The task
Go through the entries below and print each one exactly.

►

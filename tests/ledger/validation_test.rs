// Validation Tests
// Tests for single-entry and full-chain proof-of-authority checks

use docledger::ledger::{
    AuthoritySet, ChainValidator, DocumentRecord, Entry, EntryHash, Payload, RejectReason,
};

fn authorities() -> AuthoritySet {
    AuthoritySet::with_defaults("node_x")
}

fn next(tip: &Entry, validator: &str) -> Entry {
    let index = tip.index() + 1;
    Entry::new(
        index,
        index as i64 * 1_000,
        Payload::Document(DocumentRecord::new(&format!("D{index}"), &format!("h{index}"))),
        tip.hash().clone(),
        validator,
    )
}

fn chain_of(len: usize) -> Vec<Entry> {
    let mut chain = vec![Entry::genesis()];
    while chain.len() < len {
        let entry = next(&chain[chain.len() - 1], "validator1");
        chain.push(entry);
    }
    chain
}

// ============================================================================
// CANDIDATE VALIDATION
// ============================================================================

#[test]
fn test_candidate_valid() {
    let genesis = Entry::genesis();
    let entry = next(&genesis, "node_x");

    assert!(ChainValidator::validate_candidate(&entry, &genesis, &authorities()));
}

#[test]
fn test_candidate_genesis_rule() {
    let genesis = Entry::genesis();
    assert!(ChainValidator::validate_candidate(&genesis, &genesis, &authorities()));

    let bad = Entry::new(
        0,
        0,
        Payload::Genesis("other".to_string()),
        EntryHash::genesis_parent(),
        "validator1",
    );
    assert_eq!(
        ChainValidator::check_candidate(&bad, &genesis, &authorities()),
        Err(RejectReason::InvalidGenesis)
    );
}

#[test]
fn test_candidate_hash_mismatch() {
    let genesis = Entry::genesis();
    let good = next(&genesis, "validator1");
    let forged = Entry::from_parts(
        good.index(),
        good.timestamp() + 5,
        good.payload().clone(),
        good.previous_hash().clone(),
        good.validator(),
        good.hash().clone(),
    );

    assert!(matches!(
        ChainValidator::check_candidate(&forged, &genesis, &authorities()),
        Err(RejectReason::HashMismatch { index: 1, .. })
    ));
}

#[test]
fn test_candidate_broken_link() {
    let chain = chain_of(3);
    // Links to genesis, but the tip is index 2
    let stale = next(&chain[0], "validator1");

    assert!(matches!(
        ChainValidator::check_candidate(&stale, &chain[2], &authorities()),
        Err(RejectReason::BrokenLink { .. })
    ));
}

#[test]
fn test_candidate_unauthorized_despite_valid_hash_and_link() {
    let genesis = Entry::genesis();
    let entry = next(&genesis, "mallory");

    assert!(entry.has_valid_hash());
    assert_eq!(entry.previous_hash(), genesis.hash());
    assert_eq!(
        ChainValidator::check_candidate(&entry, &genesis, &authorities()),
        Err(RejectReason::UnauthorizedValidator {
            index: 1,
            validator: "mallory".to_string(),
        })
    );
}

// ============================================================================
// FULL-CHAIN VALIDATION
// ============================================================================

#[test]
fn test_full_chain_valid() {
    let chain = chain_of(5);

    assert!(ChainValidator::validate_full_chain(&chain, &authorities()));
    for pair in chain.windows(2) {
        assert_eq!(pair[1].previous_hash(), pair[0].hash());
    }
}

#[test]
fn test_full_chain_genesis_only() {
    assert!(ChainValidator::validate_full_chain(&[Entry::genesis()], &authorities()));
}

#[test]
fn test_full_chain_empty_rejected() {
    assert_eq!(
        ChainValidator::check_full_chain(&[], &authorities()),
        Err(RejectReason::EmptyChain)
    );
}

#[test]
fn test_full_chain_reports_first_violation() {
    let mut chain = chain_of(5);
    chain[3] = Entry::new(
        3,
        3_000,
        chain[3].payload().clone(),
        EntryHash::new("not-the-previous-hash"),
        "validator1",
    );

    match ChainValidator::check_full_chain(&chain, &authorities()) {
        Err(RejectReason::BrokenLink { index, found, .. }) => {
            assert_eq!(index, 3);
            assert_eq!(found.as_str(), "not-the-previous-hash");
        }
        other => panic!("unexpected result: {:?}", other),
    }
}

#[test]
fn test_full_chain_unauthorized_entry() {
    let mut chain = chain_of(3);
    let rogue = next(&chain[2], "mallory");
    chain.push(rogue);

    assert!(!ChainValidator::validate_full_chain(&chain, &authorities()));
}

#[test]
fn test_full_chain_does_not_check_position_zero() {
    // A non-standard first entry is accepted as long as the rest links to it
    let root = Entry::new(
        0,
        42,
        Payload::Genesis("forged".to_string()),
        EntryHash::new("x"),
        "nobody",
    );
    let child = next(&root, "validator2");

    assert!(ChainValidator::validate_full_chain(&[root, child], &authorities()));
}
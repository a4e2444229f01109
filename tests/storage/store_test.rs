// Store Tests
// Tests for the sled-backed whole-chain store

use docledger::ledger::{DocumentRecord, Entry, Payload};
use docledger::storage::{ChainStorage, ChainStore, MemoryChainStore, StoreError};
use tempfile::TempDir;

fn chain(len: usize) -> Vec<Entry> {
    let mut chain = vec![Entry::genesis()];
    while chain.len() < len {
        let tip = &chain[chain.len() - 1];
        let entry = Entry::new(
            tip.index() + 1,
            tip.index() as i64,
            Payload::Document(DocumentRecord::new("D", "abc")),
            tip.hash().clone(),
            "validator1",
        );
        chain.push(entry);
    }
    chain
}

// ============================================================================
// STORE CREATION
// ============================================================================

#[test]
fn test_store_open_new() {
    let temp_dir = TempDir::new().unwrap();
    let store = ChainStore::open(temp_dir.path()).unwrap();

    assert!(store.is_empty().unwrap());
    assert!(store.load_chain().unwrap().is_none());
}

#[test]
fn test_store_scoped_by_node_name() {
    let temp_dir = TempDir::new().unwrap();

    {
        let alpha = ChainStore::open_for_node(temp_dir.path(), "node_alpha").unwrap();
        alpha.save_chain(&chain(3)).unwrap();
        assert_eq!(alpha.load_node_name().unwrap().as_deref(), Some("node_alpha"));
    }

    let beta = ChainStore::open_for_node(temp_dir.path(), "node_beta").unwrap();
    assert!(beta.load_chain().unwrap().is_none());
    assert!(temp_dir.path().join("node_alpha").exists());
    assert!(temp_dir.path().join("node_beta").exists());
}

// ============================================================================
// WHOLE-CHAIN OVERWRITE
// ============================================================================

#[test]
fn test_save_overwrites_previous_chain() {
    let temp_dir = TempDir::new().unwrap();
    let store = ChainStore::open(temp_dir.path()).unwrap();

    store.save_chain(&chain(5)).unwrap();
    store.save_chain(&chain(2)).unwrap();

    assert_eq!(store.load_chain().unwrap(), Some(chain(2)));
}

#[test]
fn test_chain_survives_reopen() {
    let temp_dir = TempDir::new().unwrap();

    {
        let store = ChainStore::open(temp_dir.path()).unwrap();
        store.save_chain(&chain(4)).unwrap();
    }

    let store = ChainStore::open(temp_dir.path()).unwrap();
    assert_eq!(store.load_chain().unwrap(), Some(chain(4)));

    let stats = store.stats().unwrap();
    assert!(stats.key_count >= 1);
}

// ============================================================================
// MEMORY STORE
// ============================================================================

#[test]
fn test_memory_store_counts_writes() {
    let store = MemoryChainStore::new();

    store.save_chain(&chain(1)).unwrap();
    store.save_chain(&chain(2)).unwrap();

    assert_eq!(store.write_count(), 2);
    assert_eq!(store.load_chain().unwrap(), Some(chain(2)));
}

#[test]
fn test_memory_store_refusal_keeps_old_chain() {
    let store = MemoryChainStore::new();
    store.save_chain(&chain(2)).unwrap();

    store.set_fail_writes(true);
    let result = store.save_chain(&chain(3));
    assert!(matches!(result, Err(StoreError::WriteRefused(_))));
    assert_eq!(store.load_chain().unwrap(), Some(chain(2)));

    store.set_fail_writes(false);
    store.save_chain(&chain(3)).unwrap();
    assert_eq!(store.load_chain().unwrap(), Some(chain(3)));
}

◄

Reply
filename tests/ledger/validation_test.rs
// Validation Tests
// Tests for single-entry and full-chain proof-of-authority checks

use docledger::ledger::{
    AuthoritySet, ChainValidator, DocumentRecord, Entry, EntryHash, Payload, RejectReason,
};

fn authorities() -> AuthoritySet {
    AuthoritySet::with_defaults("node_x")
}

fn next(tip: &Entry, validator: &str) -> Entry {
    let index = tip.index() + 1;
    Entry::new(
        index,
        index as i64 * 1_000,
        Payload::Document(DocumentRecord::new(&format!("D{index}"), &format!("h{index}"))),
        tip.hash().clone(),
        validator,
    )
}

fn chain_of(len: usize) -> Vec<Entry> {
    let mut chain = vec![Entry::genesis()];
    while chain.len() < len {
        let entry = next(&chain[chain.len() - 1], "validator1");
        chain.push(entry);
    }
    chain
}

// ============================================================================
// CANDIDATE VALIDATION
// ============================================================================

#[test]
fn test_candidate_valid() {
    let genesis = Entry::genesis();
    let entry = next(&genesis, "node_x");

    assert!(ChainValidator::validate_candidate(&entry, &genesis, &authorities()));
}

#[test]
fn test_candidate_genesis_rule() {
    let genesis = Entry::genesis();
    assert!(ChainValidator::validate_candidate(&genesis, &genesis, &authorities()));

    let bad = Entry::new(
        0,
        0,
        Payload::Genesis("other".to_string()),
        EntryHash::genesis_parent(),
        "validator1",
    );
    assert_eq!(
        ChainValidator::check_candidate(&bad, &genesis, &authorities()),
        Err(RejectReason::InvalidGenesis)
    );
}

#[test]
fn test_candidate_hash_mismatch() {
    let genesis = Entry::genesis();
    let good = next(&genesis, "validator1");
    let forged = Entry::from_parts(
        good.index(),
        good.timestamp() + 5,
        good.payload().clone(),
        good.previous_hash().clone(),
        good.validator(),
        good.hash().clone(),
    );

    assert!(matches!(
        ChainValidator::check_candidate(&forged, &genesis, &authorities()),
        Err(RejectReason::HashMismatch { index: 1, .. })
    ));
}

#[test]
fn test_candidate_broken_link() {
    let chain = chain_of(3);
    // Links to genesis, but the tip is index 2
    let stale = next(&chain[0], "validator1");

    assert!(matches!(
        ChainValidator::check_candidate(&stale, &chain[2], &authorities()),
        Err(RejectReason::BrokenLink { .. })
    ));
}

#[test]
fn test_candidate_unauthorized_despite_valid_hash_and_link() {
    let genesis = Entry::genesis();
    let entry = next(&genesis, "mallory");

    assert!(entry.has_valid_hash());
    assert_eq!(entry.previous_hash(), genesis.hash());
    assert_eq!(
        ChainValidator::check_candidate(&entry, &genesis, &authorities()),
        Err(RejectReason::UnauthorizedValidator {
            index: 1,
            validator: "mallory".to_string(),
        })
    );
}

// ============================================================================
// FULL-CHAIN VALIDATION
// ============================================================================

#[test]
fn test_full_chain_valid() {
    let chain = chain_of(5);

    assert!(ChainValidator::validate_full_chain(&chain, &authorities()));
    for pair in chain.windows(2) {
        assert_eq!(pair[1].previous_hash(), pair[0].hash());
    }
}

#[test]
fn test_full_chain_genesis_only() {
    assert!(ChainValidator::validate_full_chain(&[Entry::genesis()], &authorities()));
}

#[test]
fn test_full_chain_empty_rejected() {
    assert_eq!(
        ChainValidator::check_full_chain(&[], &authorities()),
        Err(RejectReason::EmptyChain)
    );
}

#[test]
fn test_full_chain_reports_first_violation() {
    let mut chain = chain_of(5);
    chain[3] = Entry::new(
        3,
        3_000,
        chain[3].payload().clone(),
        EntryHash::new("not-the-previous-hash"),
        "validator1",
    );

    match ChainValidator::check_full_chain(&chain, &authorities()) {
        Err(RejectReason::BrokenLink { index, found, .. }) => {
            assert_eq!(index, 3);
            assert_eq!(found.as_str(), "not-the-previous-hash");
        }
        other => panic!("unexpected result: {:?}", other),
    }
}

#[test]
fn test_full_chain_unauthorized_entry() {
    let mut chain = chain_of(3);
    let rogue = next(&chain[2], "mallory");
    chain.push(rogue);

    assert!(!ChainValidator::validate_full_chain(&chain, &authorities()));
}

#[test]
fn test_full_chain_does_not_check_position_zero() {
    // A non-standard first entry is accepted as long as the rest links to it
    let root = Entry::new(
        0,
        42,
        Payload::Genesis("forged".to_string()),
        EntryHash::new("x"),
        "nobody",
    );
    let child = next(&root, "validator2");

    assert!(ChainValidator::validate_full_chain(&[root, child], &authorities()));
}
repository a4e2444229f01109
filename tests/storage/store_test.rs
// Store Tests
// Tests for the sled-backed whole-chain store

use docledger::ledger::{DocumentRecord, Entry, Payload};
use docledger::storage::{ChainStorage, ChainStore, MemoryChainStore, StoreError};
use tempfile::TempDir;

fn chain(len: usize) -> Vec<Entry> {
    let mut chain = vec![Entry::genesis()];
    while chain.len() < len {
        let tip = &chain[chain.len() - 1];
        let entry = Entry::new(
            tip.index() + 1,
            tip.index() as i64,
            Payload::Document(DocumentRecord::new("D", "abc")),
            tip.hash().clone(),
            "validator1",
        );
        chain.push(entry);
    }
    chain
}

// ============================================================================
// STORE CREATION
// ============================================================================

#[test]
fn test_store_open_new() {
    let temp_dir = TempDir::new().unwrap();
    let store = ChainStore::open(temp_dir.path()).unwrap();

    assert!(store.is_empty().unwrap());
    assert!(store.load_chain().unwrap().is_none());
}

#[test]
fn test_store_scoped_by_node_name() {
    let temp_dir = TempDir::new().unwrap();

    {
        let alpha = ChainStore::open_for_node(temp_dir.path(), "node_alpha").unwrap();
        alpha.save_chain(&chain(3)).unwrap();
        assert_eq!(alpha.load_node_name().unwrap().as_deref(), Some("node_alpha"));
    }

    let beta = ChainStore::open_for_node(temp_dir.path(), "node_beta").unwrap();
    assert!(beta.load_chain().unwrap().is_none());
    assert!(temp_dir.path().join("node_alpha").exists());
    assert!(temp_dir.path().join("node_beta").exists());
}

// ============================================================================
// WHOLE-CHAIN OVERWRITE
// ============================================================================

#[test]
fn test_save_overwrites_previous_chain() {
    let temp_dir = TempDir::new().unwrap();
    let store = ChainStore::open(temp_dir.path()).unwrap();

    store.save_chain(&chain(5)).unwrap();
    store.save_chain(&chain(2)).unwrap();

    assert_eq!(store.load_chain().unwrap(), Some(chain(2)));
}

#[test]
fn test_chain_survives_reopen() {
    let temp_dir = TempDir::new().unwrap();

    {
        let store = ChainStore::open(temp_dir.path()).unwrap();
        store.save_chain(&chain(4)).unwrap();
    }

    let store = ChainStore::open(temp_dir.path()).unwrap();
    assert_eq!(store.load_chain().unwrap(), Some(chain(4)));

    let stats = store.stats().unwrap();
    assert!(stats.key_count >= 1);
}

// ============================================================================
// MEMORY STORE
// ============================================================================

#[test]
fn test_memory_store_counts_writes() {
    let store = MemoryChainStore::new();

    store.save_chain(&chain(1)).unwrap();
    store.save_chain(&chain(2)).unwrap();

    assert_eq!(store.write_count(), 2);
    assert_eq!(store.load_chain().unwrap(), Some(chain(2)));
}

#[test]
fn test_memory_store_refusal_keeps_old_chain() {
    let store = MemoryChainStore::new();
    store.save_chain(&chain(2)).unwrap();

    store.set_fail_writes(true);
    let result = store.save_chain(&chain(3));
    assert!(matches!(result, Err(StoreError::WriteRefused(_))));
    assert_eq!(store.load_chain().unwrap(), Some(chain(2)));

    store.set_fail_writes(false);
    store.save_chain(&chain(3)).unwrap();
    assert_eq!(store.load_chain().unwrap(), Some(chain(3)));
}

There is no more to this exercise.